### GOAL OF THE EXERCISE
Whenever a line in the material below includes "BuiltDeploy", copy that line.

---------- DATASET ENTRIES

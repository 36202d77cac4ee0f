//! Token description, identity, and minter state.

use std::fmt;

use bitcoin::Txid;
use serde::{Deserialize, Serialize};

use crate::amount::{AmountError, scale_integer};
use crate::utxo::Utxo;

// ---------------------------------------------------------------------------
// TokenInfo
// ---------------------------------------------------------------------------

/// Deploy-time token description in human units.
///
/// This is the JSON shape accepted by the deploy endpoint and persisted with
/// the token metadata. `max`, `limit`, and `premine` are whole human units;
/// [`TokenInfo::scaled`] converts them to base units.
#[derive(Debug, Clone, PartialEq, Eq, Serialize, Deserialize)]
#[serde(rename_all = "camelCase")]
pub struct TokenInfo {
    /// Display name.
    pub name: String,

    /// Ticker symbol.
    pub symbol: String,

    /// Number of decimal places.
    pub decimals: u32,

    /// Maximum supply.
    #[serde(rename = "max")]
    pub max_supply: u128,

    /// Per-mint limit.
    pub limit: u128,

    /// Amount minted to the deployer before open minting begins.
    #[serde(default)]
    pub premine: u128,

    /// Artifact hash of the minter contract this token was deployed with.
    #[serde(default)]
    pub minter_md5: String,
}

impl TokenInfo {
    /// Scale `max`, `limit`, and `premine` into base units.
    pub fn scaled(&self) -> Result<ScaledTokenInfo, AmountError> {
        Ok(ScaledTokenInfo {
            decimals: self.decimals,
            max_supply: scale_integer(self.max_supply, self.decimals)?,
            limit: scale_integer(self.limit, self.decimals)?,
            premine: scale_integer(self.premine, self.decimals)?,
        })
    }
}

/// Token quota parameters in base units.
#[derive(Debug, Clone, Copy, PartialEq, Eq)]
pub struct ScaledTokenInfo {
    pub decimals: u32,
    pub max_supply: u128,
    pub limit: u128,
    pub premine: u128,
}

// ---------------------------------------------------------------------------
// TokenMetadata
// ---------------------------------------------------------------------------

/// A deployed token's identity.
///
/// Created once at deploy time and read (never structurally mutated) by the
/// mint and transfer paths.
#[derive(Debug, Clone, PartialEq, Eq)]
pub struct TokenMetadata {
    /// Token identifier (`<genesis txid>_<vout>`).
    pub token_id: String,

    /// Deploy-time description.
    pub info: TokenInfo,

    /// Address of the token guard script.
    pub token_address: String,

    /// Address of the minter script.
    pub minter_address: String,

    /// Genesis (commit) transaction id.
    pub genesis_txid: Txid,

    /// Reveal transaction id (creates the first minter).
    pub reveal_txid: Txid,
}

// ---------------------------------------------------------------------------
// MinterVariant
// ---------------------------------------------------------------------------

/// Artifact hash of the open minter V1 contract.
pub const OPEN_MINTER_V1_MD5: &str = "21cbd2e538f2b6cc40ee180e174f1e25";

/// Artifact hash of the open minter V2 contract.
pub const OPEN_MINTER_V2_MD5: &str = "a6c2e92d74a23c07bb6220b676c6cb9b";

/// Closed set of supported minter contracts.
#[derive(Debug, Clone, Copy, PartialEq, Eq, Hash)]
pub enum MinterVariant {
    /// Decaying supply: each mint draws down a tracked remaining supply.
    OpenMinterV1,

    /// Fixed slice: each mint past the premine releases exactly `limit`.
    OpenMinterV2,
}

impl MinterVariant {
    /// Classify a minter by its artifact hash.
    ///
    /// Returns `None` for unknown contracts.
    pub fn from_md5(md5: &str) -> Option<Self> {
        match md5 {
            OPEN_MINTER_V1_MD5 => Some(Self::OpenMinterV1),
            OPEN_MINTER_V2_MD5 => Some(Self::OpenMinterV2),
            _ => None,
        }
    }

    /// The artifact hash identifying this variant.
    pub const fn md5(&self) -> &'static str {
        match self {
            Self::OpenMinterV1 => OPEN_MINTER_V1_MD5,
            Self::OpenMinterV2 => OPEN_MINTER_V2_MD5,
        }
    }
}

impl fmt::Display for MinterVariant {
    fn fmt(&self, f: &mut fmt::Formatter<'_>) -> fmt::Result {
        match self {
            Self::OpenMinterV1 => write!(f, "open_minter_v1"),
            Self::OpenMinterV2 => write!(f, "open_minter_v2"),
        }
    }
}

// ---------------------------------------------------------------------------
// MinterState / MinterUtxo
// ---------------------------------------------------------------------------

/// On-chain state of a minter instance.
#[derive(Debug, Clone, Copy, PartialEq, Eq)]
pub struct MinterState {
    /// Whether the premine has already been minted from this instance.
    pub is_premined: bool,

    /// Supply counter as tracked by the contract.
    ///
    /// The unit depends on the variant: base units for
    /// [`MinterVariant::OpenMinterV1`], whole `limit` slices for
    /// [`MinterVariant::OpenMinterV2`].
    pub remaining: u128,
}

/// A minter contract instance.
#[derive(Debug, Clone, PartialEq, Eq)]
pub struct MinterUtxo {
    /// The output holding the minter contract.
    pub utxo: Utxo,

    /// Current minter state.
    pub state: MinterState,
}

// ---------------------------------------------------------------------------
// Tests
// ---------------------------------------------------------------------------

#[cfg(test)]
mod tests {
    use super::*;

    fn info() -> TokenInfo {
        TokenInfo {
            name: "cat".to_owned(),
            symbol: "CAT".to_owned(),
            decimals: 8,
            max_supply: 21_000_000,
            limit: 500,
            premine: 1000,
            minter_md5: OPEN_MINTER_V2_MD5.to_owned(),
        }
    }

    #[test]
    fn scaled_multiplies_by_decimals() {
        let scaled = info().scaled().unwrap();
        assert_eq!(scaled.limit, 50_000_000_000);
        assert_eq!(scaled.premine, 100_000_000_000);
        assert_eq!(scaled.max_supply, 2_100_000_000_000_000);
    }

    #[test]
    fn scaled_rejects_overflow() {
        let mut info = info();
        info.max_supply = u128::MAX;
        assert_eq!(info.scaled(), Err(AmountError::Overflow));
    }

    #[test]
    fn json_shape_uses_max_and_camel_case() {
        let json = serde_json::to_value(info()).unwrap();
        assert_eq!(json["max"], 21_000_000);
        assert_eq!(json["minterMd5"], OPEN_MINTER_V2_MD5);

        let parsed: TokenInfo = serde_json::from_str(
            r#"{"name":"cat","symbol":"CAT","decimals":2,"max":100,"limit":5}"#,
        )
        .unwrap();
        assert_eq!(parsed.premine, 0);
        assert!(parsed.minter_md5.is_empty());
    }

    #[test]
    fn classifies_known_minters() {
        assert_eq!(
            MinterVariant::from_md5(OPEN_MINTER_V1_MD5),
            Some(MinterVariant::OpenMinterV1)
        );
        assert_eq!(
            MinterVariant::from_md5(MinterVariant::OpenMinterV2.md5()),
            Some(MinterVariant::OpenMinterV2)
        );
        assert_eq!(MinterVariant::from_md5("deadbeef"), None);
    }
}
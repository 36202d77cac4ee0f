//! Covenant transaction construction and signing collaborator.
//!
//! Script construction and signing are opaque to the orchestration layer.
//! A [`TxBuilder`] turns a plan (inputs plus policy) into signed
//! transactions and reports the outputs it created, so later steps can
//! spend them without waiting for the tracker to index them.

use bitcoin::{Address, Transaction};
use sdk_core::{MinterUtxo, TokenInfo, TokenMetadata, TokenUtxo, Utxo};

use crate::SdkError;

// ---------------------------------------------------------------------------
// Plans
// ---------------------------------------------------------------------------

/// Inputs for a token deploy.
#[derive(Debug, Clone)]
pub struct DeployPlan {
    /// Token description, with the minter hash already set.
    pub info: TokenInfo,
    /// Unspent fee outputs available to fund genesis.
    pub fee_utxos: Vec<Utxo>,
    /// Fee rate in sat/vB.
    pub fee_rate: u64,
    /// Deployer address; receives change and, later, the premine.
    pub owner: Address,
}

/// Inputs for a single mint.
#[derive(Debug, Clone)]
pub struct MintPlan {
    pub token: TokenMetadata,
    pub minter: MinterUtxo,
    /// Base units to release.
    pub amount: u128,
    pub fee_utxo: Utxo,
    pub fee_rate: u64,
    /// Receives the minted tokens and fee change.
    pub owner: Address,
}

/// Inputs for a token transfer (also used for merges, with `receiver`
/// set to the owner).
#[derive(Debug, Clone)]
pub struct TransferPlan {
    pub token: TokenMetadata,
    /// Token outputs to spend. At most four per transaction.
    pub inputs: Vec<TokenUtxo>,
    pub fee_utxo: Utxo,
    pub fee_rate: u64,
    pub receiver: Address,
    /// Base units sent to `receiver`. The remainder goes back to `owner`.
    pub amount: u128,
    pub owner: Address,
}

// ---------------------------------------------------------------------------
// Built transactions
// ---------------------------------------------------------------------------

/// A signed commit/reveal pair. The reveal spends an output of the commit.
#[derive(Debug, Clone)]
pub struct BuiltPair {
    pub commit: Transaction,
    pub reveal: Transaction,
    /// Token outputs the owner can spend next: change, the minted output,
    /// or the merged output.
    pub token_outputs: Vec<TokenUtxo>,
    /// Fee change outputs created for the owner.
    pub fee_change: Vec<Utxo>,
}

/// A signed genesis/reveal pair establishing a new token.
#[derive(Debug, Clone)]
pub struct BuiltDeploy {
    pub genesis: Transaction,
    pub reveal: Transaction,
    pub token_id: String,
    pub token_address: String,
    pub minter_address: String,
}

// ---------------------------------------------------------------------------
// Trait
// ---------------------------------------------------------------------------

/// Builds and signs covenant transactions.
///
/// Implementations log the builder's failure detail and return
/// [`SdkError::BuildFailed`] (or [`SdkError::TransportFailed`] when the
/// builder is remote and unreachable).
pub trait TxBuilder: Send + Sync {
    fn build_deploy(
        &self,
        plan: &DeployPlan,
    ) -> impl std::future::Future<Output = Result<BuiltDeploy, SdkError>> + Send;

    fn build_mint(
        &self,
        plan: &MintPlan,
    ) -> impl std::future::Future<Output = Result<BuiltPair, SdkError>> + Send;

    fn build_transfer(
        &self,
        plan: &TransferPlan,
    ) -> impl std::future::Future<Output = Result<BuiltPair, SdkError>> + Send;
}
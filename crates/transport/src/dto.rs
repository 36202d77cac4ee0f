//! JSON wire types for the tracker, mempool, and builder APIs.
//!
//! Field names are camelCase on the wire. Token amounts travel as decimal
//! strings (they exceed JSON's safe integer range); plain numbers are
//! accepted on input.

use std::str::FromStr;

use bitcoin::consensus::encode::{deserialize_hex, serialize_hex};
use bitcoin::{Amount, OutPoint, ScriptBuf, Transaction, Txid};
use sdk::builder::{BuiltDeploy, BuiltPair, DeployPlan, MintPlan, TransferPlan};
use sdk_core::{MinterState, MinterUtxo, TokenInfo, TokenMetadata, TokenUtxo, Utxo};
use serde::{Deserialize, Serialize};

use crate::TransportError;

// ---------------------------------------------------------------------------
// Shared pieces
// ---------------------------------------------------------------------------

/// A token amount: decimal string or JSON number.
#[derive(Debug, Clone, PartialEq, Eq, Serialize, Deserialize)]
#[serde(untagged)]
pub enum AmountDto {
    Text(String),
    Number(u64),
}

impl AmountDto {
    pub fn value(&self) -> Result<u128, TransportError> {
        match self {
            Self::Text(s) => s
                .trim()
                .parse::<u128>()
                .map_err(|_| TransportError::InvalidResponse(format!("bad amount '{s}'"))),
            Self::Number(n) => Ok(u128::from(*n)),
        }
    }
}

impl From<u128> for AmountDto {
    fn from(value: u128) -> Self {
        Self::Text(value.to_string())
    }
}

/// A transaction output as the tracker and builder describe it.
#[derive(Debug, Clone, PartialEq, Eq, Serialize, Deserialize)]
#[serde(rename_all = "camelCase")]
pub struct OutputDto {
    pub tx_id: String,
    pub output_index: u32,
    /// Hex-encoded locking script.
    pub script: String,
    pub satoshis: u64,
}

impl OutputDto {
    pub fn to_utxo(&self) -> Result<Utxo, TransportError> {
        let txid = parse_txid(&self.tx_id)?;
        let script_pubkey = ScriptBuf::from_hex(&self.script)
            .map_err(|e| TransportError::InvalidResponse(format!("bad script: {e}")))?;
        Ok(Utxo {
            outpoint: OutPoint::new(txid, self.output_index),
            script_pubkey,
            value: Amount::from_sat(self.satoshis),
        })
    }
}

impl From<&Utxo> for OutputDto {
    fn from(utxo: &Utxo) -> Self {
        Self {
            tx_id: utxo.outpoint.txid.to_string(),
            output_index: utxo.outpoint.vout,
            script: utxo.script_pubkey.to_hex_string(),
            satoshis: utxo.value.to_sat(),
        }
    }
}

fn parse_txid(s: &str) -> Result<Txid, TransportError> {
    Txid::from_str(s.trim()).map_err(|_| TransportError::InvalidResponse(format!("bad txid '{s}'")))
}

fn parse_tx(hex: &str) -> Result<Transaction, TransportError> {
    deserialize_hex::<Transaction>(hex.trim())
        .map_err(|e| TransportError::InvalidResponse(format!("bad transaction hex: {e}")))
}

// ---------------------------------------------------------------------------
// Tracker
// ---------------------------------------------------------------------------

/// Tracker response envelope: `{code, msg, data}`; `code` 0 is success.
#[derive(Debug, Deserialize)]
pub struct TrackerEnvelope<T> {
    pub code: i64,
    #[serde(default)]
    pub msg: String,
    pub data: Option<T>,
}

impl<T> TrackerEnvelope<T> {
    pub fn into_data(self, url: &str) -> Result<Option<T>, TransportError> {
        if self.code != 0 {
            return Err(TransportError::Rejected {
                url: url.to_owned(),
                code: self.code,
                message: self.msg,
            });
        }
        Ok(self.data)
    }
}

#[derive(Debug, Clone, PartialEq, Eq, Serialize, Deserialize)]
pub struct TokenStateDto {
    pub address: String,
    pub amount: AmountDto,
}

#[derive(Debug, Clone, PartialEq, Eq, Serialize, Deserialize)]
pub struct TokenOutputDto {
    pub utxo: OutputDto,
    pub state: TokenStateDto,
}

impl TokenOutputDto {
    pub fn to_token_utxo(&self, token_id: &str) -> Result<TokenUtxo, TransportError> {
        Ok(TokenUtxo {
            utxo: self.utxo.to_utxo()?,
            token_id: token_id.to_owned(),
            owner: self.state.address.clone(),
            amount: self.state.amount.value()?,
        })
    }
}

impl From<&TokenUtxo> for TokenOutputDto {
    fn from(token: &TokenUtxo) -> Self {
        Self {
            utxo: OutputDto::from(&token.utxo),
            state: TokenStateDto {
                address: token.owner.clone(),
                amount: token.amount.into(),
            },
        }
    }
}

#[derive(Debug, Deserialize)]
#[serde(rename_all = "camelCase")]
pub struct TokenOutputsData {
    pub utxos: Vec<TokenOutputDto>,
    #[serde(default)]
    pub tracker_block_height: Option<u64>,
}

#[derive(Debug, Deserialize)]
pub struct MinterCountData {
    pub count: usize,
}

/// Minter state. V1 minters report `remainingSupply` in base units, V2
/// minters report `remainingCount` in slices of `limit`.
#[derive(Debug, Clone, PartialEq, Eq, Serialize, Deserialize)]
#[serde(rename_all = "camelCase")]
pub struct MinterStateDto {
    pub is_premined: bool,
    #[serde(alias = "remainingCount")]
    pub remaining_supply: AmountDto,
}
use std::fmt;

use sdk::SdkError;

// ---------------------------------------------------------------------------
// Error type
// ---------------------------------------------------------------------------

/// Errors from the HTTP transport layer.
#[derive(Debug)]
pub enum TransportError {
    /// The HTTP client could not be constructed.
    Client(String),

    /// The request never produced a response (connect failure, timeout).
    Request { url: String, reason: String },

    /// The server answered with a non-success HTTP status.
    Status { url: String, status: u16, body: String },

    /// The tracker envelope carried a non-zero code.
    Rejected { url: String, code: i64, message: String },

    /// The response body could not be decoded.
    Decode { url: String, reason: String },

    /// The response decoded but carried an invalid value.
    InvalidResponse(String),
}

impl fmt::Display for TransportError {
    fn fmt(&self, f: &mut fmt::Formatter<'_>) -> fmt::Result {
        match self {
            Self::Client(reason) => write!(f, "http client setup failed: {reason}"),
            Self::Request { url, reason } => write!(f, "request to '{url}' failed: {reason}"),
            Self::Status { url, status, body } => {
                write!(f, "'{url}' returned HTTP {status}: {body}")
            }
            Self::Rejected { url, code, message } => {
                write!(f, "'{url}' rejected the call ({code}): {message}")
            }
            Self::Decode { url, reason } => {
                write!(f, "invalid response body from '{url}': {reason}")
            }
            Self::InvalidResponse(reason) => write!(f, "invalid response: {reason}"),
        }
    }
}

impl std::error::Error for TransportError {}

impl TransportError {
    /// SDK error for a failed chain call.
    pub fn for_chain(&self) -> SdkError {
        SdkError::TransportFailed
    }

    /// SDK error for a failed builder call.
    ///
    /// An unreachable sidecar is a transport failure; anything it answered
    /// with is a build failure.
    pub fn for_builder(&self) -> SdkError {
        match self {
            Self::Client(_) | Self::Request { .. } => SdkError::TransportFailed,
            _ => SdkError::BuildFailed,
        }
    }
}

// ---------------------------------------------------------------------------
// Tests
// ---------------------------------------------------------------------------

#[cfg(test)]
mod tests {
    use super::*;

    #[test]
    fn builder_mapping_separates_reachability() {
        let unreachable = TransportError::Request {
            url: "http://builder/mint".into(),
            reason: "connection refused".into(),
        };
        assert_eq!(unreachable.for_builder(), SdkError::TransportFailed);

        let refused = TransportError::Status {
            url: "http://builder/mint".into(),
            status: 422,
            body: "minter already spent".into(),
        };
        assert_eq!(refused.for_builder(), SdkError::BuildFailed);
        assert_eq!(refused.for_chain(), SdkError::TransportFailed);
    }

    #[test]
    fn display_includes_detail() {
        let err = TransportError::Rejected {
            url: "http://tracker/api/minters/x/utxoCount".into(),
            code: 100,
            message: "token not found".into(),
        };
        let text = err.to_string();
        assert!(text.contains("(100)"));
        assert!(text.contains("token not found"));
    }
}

--------------------

### SOLVED PROBLEM
pub struct BuiltDeploy {
    ) -> impl std::future::Future<Output = Result<BuiltDeploy, SdkError>> + Send;
use sdk::builder::{BuiltDeploy, BuiltPair, DeployPlan, MintPlan, TransferPlan};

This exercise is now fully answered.